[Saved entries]
*** Begin section ***
//! Payroll runs over a roster.
//!
//! A run binds one [`RatesConfig`] snapshot and one [`PayPeriod`], computes a
//! [`PayrollRecord`] per roster entry and collects rejected entries instead
//! of aborting. Persisting the records is left to the caller.

use payroll_core::{PayPeriod, PayrollBreakdown, PayrollCalculator, PayrollError, RatesConfig};
use rust_decimal::Decimal;
use serde::{Deserialize, Serialize};
use thiserror::Error;
use tracing::{info, warn};

use crate::roster::RosterEntry;

/// Why a single roster entry could not be paid.
#[derive(Debug, Error, PartialEq, Eq)]
pub enum EntryError {
    #[error("dependents must be a non-negative count (got {0})")]
    InvalidDependents(i64),

    #[error(transparent)]
    Payroll(#[from] PayrollError),
}

/// Computed payroll for one employee in one period.
#[derive(Debug, Clone, PartialEq, Eq, Serialize, Deserialize)]
pub struct PayrollRecord {
    pub employee_id: String,
    pub pay_period: PayPeriod,
    pub dependents: u32,
    pub breakdown: PayrollBreakdown,
}

/// A roster entry the run rejected.
#[derive(Debug, PartialEq, Eq)]
pub struct RunFailure {
    pub employee_id: String,
    pub error: EntryError,
}

/// Totals across every successful record of a run.
#[derive(Debug, Clone, Default, PartialEq, Eq, Serialize)]
pub struct PayrollRunSummary {
    pub employees_paid: usize,
    pub employees_failed: usize,
    pub total_gross: Decimal,
    pub total_insurance: Decimal,
    pub total_income_tax: Decimal,
    pub total_net: Decimal,
}

/// Everything a run produced.
#[derive(Debug, Default)]
pub struct PayrollRunOutcome {
    pub records: Vec<PayrollRecord>,
    pub failures: Vec<RunFailure>,
}

/// A run total left the range [`Decimal`] can represent.
#[derive(Debug, Error, PartialEq, Eq)]
#[error("{total} overflowed while adding employee {employee_id}")]
pub struct SummaryOverflow {
    pub total: &'static str,
    pub employee_id: String,
}

fn add_to(
    sum: &mut Decimal,
    amount: Decimal,
    total: &'static str,
    employee_id: &str,
) -> Result<(), SummaryOverflow> {
    *sum = sum.checked_add(amount).ok_or_else(|| SummaryOverflow {
        total,
        employee_id: employee_id.to_string(),
    })?;
    Ok(())
}

impl PayrollRunOutcome {
    /// Totals of the successful records.
    ///
    /// Each salary fits a [`Decimal`] on its own, but their sum may not; that
    /// is reported instead of wrapping or panicking.
    pub fn summary(&self) -> Result<PayrollRunSummary, SummaryOverflow> {
        self.records.iter().try_fold(
            PayrollRunSummary {
                employees_failed: self.failures.len(),
                ..PayrollRunSummary::default()
            },
            |mut summary, record| {
                let b = &record.breakdown;
                let id = record.employee_id.as_str();
                summary.employees_paid += 1;
                add_to(&mut summary.total_gross, b.gross_salary, "total gross", id)?;
                add_to(&mut summary.total_insurance, b.total_insurance, "total insurance", id)?;
                add_to(&mut summary.total_income_tax, b.personal_income_tax, "total income tax", id)?;
                add_to(&mut summary.total_net, b.net_salary, "total net", id)?;
                Ok(summary)
            },
        )
    }
}

/// Payroll computation for one pay period.
#[derive(Debug, Clone, Copy)]
pub struct PayrollRun<'a> {
    calculator: PayrollCalculator<'a>,
    pay_period: PayPeriod,
}

impl<'a> PayrollRun<'a> {
    pub fn new(
        rates: &'a RatesConfig,
        pay_period: PayPeriod,
    ) -> Self {
        Self {
            calculator: PayrollCalculator::new(rates),
            pay_period,
        }
    }

    /// Computes the record for a single entry.
    pub fn compute(
        &self,
        entry: &RosterEntry,
    ) -> Result<PayrollRecord, EntryError> {
        let dependents = u32::try_from(entry.dependents)
            .map_err(|_| EntryError::InvalidDependents(entry.dependents))?;

        let breakdown = self
            .calculator
            .calculate_net_from_gross(entry.gross_salary, dependents)?;

        Ok(PayrollRecord {
            employee_id: entry.employee_id.clone(),
            pay_period: self.pay_period,
            dependents,
            breakdown,
        })
    }

    /// Computes every entry, keeping roster order in both output lists.
    pub fn execute(
        &self,
        roster: &[RosterEntry],
    ) -> PayrollRunOutcome {
        let mut outcome = PayrollRunOutcome::default();

        for entry in roster {
            match self.compute(entry) {
                Ok(record) => outcome.records.push(record),
                Err(error) => {
                    warn!(
                        employee_id = %entry.employee_id,
                        pay_period = %self.pay_period,
                        %error,
                        "rejected roster entry"
                    );
                    outcome.failures.push(RunFailure {
                        employee_id: entry.employee_id.clone(),
                        error,
                    });
                }
            }
        }

        info!(
            pay_period = %self.pay_period,
            paid = outcome.records.len(),
            failed = outcome.failures.len(),
            "payroll run complete"
        );

        outcome
    }
}
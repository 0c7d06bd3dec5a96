//! Statutory rates used by the payroll engine.
//!
//! [`RatesConfig`] is the validated, immutable snapshot every calculation is
//! bound to. It can only be built from a [`RawRatesConfig`] (the shape read
//! from files and the environment) through [`RatesConfig::try_from`], so a
//! value of this type always satisfies the bracket invariants:
//!
//! - at least one bracket
//! - upper bounds strictly increasing, starting above zero
//! - exactly one unbounded bracket, in last position
//! - every bracket rate within `[0, 1]`
//! - insurance rates, cap and deductions non-negative

use rust_decimal::Decimal;
use serde::{Deserialize, Serialize};
use thiserror::Error;

use crate::models::TaxBracket;

/// Errors raised when a rates configuration violates its invariants.
///
/// These are detected once, when the configuration is loaded, and are fatal
/// to any payroll run relying on it.
#[derive(Debug, Error, PartialEq, Eq)]
pub enum ConfigurationError {
    #[error("no tax brackets configured")]
    NoBrackets,

    #[error("bracket {index} upper bound {upper_bound} does not exceed previous bound {previous}")]
    NonIncreasingBound {
        index: usize,
        upper_bound: Decimal,
        previous: Decimal,
    },

    #[error("bracket {index} is unbounded but is not the last bracket")]
    UnboundedBracketNotLast { index: usize },

    #[error("last bracket must be unbounded")]
    MissingUnboundedBracket,

    #[error("bracket {index} rate {rate} is outside [0, 1]")]
    BracketRateOutOfRange { index: usize, rate: Decimal },

    #[error("{name} must not be negative (got {value})")]
    NegativeValue { name: &'static str, value: Decimal },
}

/// Insurance contribution rates, expressed as percentages (`8` means 8 %).
#[derive(Debug, Clone, PartialEq, Eq, Serialize, Deserialize)]
pub struct InsuranceRates {
    pub social: Decimal,
    pub health: Decimal,
    pub unemployment: Decimal,
}

impl InsuranceRates {
    /// Sum of the three rates, used to derive the insurance total directly.
    pub fn combined(&self) -> Decimal {
        self.social + self.health + self.unemployment
    }
}

/// Unvalidated rates configuration, mirroring the on-disk TOML layout.
///
/// Fields missing from a file fall back to the reference snapshot.
#[derive(Debug, Clone, PartialEq, Eq, Serialize, Deserialize)]
#[serde(default)]
pub struct RawRatesConfig {
    pub social_insurance_rate: Decimal,
    pub health_insurance_rate: Decimal,
    pub unemployment_insurance_rate: Decimal,
    pub insurance_cap_base: Decimal,
    pub personal_deduction: Decimal,
    pub dependent_deduction: Decimal,
    pub brackets: Vec<TaxBracket>,
}

impl Default for RawRatesConfig {
    /// The reference statutory snapshot.
    fn default() -> Self {
        let million = |n: i64| Decimal::from(n * 1_000_000);

        Self {
            social_insurance_rate: Decimal::from(8),
            health_insurance_rate: Decimal::new(15, 1),
            unemployment_insurance_rate: Decimal::ONE,
            insurance_cap_base: million(36),
            personal_deduction: million(11),
            dependent_deduction: Decimal::from(4_400_000),
            brackets: vec![
                TaxBracket::up_to(million(5), Decimal::new(5, 2)),
                TaxBracket::up_to(million(10), Decimal::new(10, 2)),
                TaxBracket::up_to(million(18), Decimal::new(15, 2)),
                TaxBracket::up_to(million(32), Decimal::new(20, 2)),
                TaxBracket::up_to(million(52), Decimal::new(25, 2)),
                TaxBracket::up_to(million(80), Decimal::new(30, 2)),
                TaxBracket::unbounded(Decimal::new(35, 2)),
            ],
        }
    }
}

/// Validated, immutable rates configuration.
///
/// Share it by reference (or behind an `Arc`) across any number of
/// concurrent calculations; nothing mutates it after construction.
#[derive(Debug, Clone, PartialEq, Eq, Serialize, Deserialize)]
#[serde(try_from = "RawRatesConfig", into = "RawRatesConfig")]
pub struct RatesConfig {
    insurance_rates: InsuranceRates,
    insurance_cap_base: Decimal,
    personal_deduction: Decimal,
    dependent_deduction: Decimal,
    brackets: Vec<TaxBracket>,
}

impl RatesConfig {
    pub fn insurance_rates(&self) -> &InsuranceRates {
        &self.insurance_rates
    }

    pub fn insurance_cap_base(&self) -> Decimal {
        self.insurance_cap_base
    }

    pub fn personal_deduction(&self) -> Decimal {
        self.personal_deduction
    }

    pub fn dependent_deduction(&self) -> Decimal {
        self.dependent_deduction
    }

    pub fn brackets(&self) -> &[TaxBracket] {
        &self.brackets
    }

    fn from_validated(raw: RawRatesConfig) -> Self {
        Self {
            insurance_rates: InsuranceRates {
                social: raw.social_insurance_rate,
                health: raw.health_insurance_rate,
                unemployment: raw.unemployment_insurance_rate,
            },
            insurance_cap_base: raw.insurance_cap_base,
            personal_deduction: raw.personal_deduction,
            dependent_deduction: raw.dependent_deduction,
            brackets: raw.brackets,
        }
    }

    /// Highest marginal rate in the schedule.
    pub fn max_marginal_rate(&self) -> Decimal {
        self.brackets
            .iter()
            .map(|b| b.rate)
            .max()
            .unwrap_or(Decimal::ZERO)
    }
}

impl Default for RatesConfig {
    fn default() -> Self {
        Self::from_validated(RawRatesConfig::default())
    }
}

impl TryFrom<RawRatesConfig> for RatesConfig {
    type Error = ConfigurationError;

    fn try_from(raw: RawRatesConfig) -> Result<Self, Self::Error> {
        ensure_non_negative("social_insurance_rate", raw.social_insurance_rate)?;
        ensure_non_negative("health_insurance_rate", raw.health_insurance_rate)?;
        ensure_non_negative(
            "unemployment_insurance_rate",
            raw.unemployment_insurance_rate,
        )?;
        ensure_non_negative("insurance_cap_base", raw.insurance_cap_base)?;
        ensure_non_negative("personal_deduction", raw.personal_deduction)?;
        ensure_non_negative("dependent_deduction", raw.dependent_deduction)?;
        validate_brackets(&raw.brackets)?;

        Ok(Self::from_validated(raw))
    }
}

impl From<RatesConfig> for RawRatesConfig {
    fn from(config: RatesConfig) -> Self {
        Self {
            social_insurance_rate: config.insurance_rates.social,
            health_insurance_rate: config.insurance_rates.health,
            unemployment_insurance_rate: config.insurance_rates.unemployment,
            insurance_cap_base: config.insurance_cap_base,
            personal_deduction: config.personal_deduction,
            dependent_deduction: config.dependent_deduction,
            brackets: config.brackets,
        }
    }
}

fn ensure_non_negative(
    name: &'static str,
    value: Decimal,
) -> Result<(), ConfigurationError> {
    if value < Decimal::ZERO {
        return Err(ConfigurationError::NegativeValue { name, value });
    }
    Ok(())
}

/// Checks the bracket schedule against the coverage invariants.
pub fn validate_brackets(brackets: &[TaxBracket]) -> Result<(), ConfigurationError> {
    if brackets.is_empty() {
        return Err(ConfigurationError::NoBrackets);
    }

    let last = brackets.len() - 1;
    let mut previous = Decimal::ZERO;

    for (index, bracket) in brackets.iter().enumerate() {
        if bracket.rate < Decimal::ZERO || bracket.rate > Decimal::ONE {
            return Err(ConfigurationError::BracketRateOutOfRange {
                index,
                rate: bracket.rate,
            });
        }

        match bracket.upper_bound {
            None if index != last => {
                return Err(ConfigurationError::UnboundedBracketNotLast { index });
            }
            None => {}
            Some(_) if index == last => {
                return Err(ConfigurationError::MissingUnboundedBracket);
            }
            Some(upper_bound) => {
                if upper_bound <= previous {
                    return Err(ConfigurationError::NonIncreasingBound {
                        index,
                        upper_bound,
                        previous,
                    });
                }
                previous = upper_bound;
            }
        }
    }

    Ok(())
}
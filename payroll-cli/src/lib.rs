pub mod app;
pub mod cli;
pub mod logging;
pub mod render;
pub mod utils;
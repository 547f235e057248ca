//! Podchaser credential pairs and the rotation cursor.

use std::sync::atomic::{AtomicUsize, Ordering};

use tracing::warn;

/// One API key / secret pair.
#[derive(Clone, PartialEq, Eq)]
pub struct CredentialPair {
    pub key: String,
    pub secret: String,
}

impl CredentialPair {
    pub fn new(key: impl Into<String>, secret: impl Into<String>) -> Self {
        Self {
            key: key.into(),
            secret: secret.into(),
        }
    }

    /// Last six characters of the key, safe to log.
    pub fn key_hint(&self) -> &str {
        let start = self
            .key
            .char_indices()
            .rev()
            .nth(5)
            .map(|(i, _)| i)
            .unwrap_or(0);
        &self.key[start..]
    }
}

impl std::fmt::Debug for CredentialPair {
    fn fmt(&self, f: &mut std::fmt::Formatter<'_>) -> std::fmt::Result {
        f.debug_struct("CredentialPair")
            .field("key", &format_args!("…{}", self.key_hint()))
            .field("secret", &"<redacted>")
            .finish()
    }
}

/// Parse `key1:secret1,key2:secret2` into ordered pairs.
///
/// Entries without a `:` or with an empty key or secret are skipped with a
/// warning; parsing never fails.
pub fn parse_credentials(raw: &str) -> Vec<CredentialPair> {
    raw.split(',')
        .map(str::trim)
        .filter(|entry| !entry.is_empty())
        .filter_map(|entry| match entry.split_once(':') {
            Some((key, secret)) if !key.trim().is_empty() && !secret.trim().is_empty() => {
                Some(CredentialPair::new(key.trim(), secret.trim()))
            }
            _ => {
                warn!(
                    provider = "podchaser",
                    "Malformed credential entry (expected 'key:secret'), skipping"
                );
                None
            }
        })
        .collect()
}

/// Ordered credential pairs with a shared "current pair" cursor.
#[derive(Debug)]
pub struct CredentialRotator {
    pairs: Vec<CredentialPair>,
    current: AtomicUsize,
}

impl CredentialRotator {
    pub fn new(pairs: Vec<CredentialPair>) -> Self {
        Self {
            pairs,
            current: AtomicUsize::new(0),
        }
    }

    pub fn from_config_string(raw: &str) -> Self {
        Self::new(parse_credentials(raw))
    }

    pub fn len(&self) -> usize {
        self.pairs.len()
    }

    pub fn is_empty(&self) -> bool {
        self.pairs.is_empty()
    }

    /// Index of the pair new requests start from.
    pub fn current_index(&self) -> usize {
        self.current.load(Ordering::SeqCst)
    }

    pub fn pair(&self, index: usize) -> Option<&CredentialPair> {
        self.pairs.get(index)
    }

    /// Move the cursor past `from`. Returns the new index, or `None` when
    /// `from` was the last pair (the cursor is left untouched).
    pub fn advance(&self, from: usize) -> Option<usize> {
        let next = from + 1;
        if next >= self.pairs.len() {
            return None;
        }
        self.current.store(next, Ordering::SeqCst);
        Some(next)
    }

    /// Put the cursor back to `index`.
    pub fn reset(&self, index: usize) {
        self.current.store(index, Ordering::SeqCst);
    }
}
*** End section ***
• DIRECTIONS:
Each line above where the word "RunFailure" occurs should be returned in full.

• REPLY TO THE EXERCISE:
pub struct RunFailure {
    pub failures: Vec<RunFailure>,
                    outcome.failures.push(RunFailure {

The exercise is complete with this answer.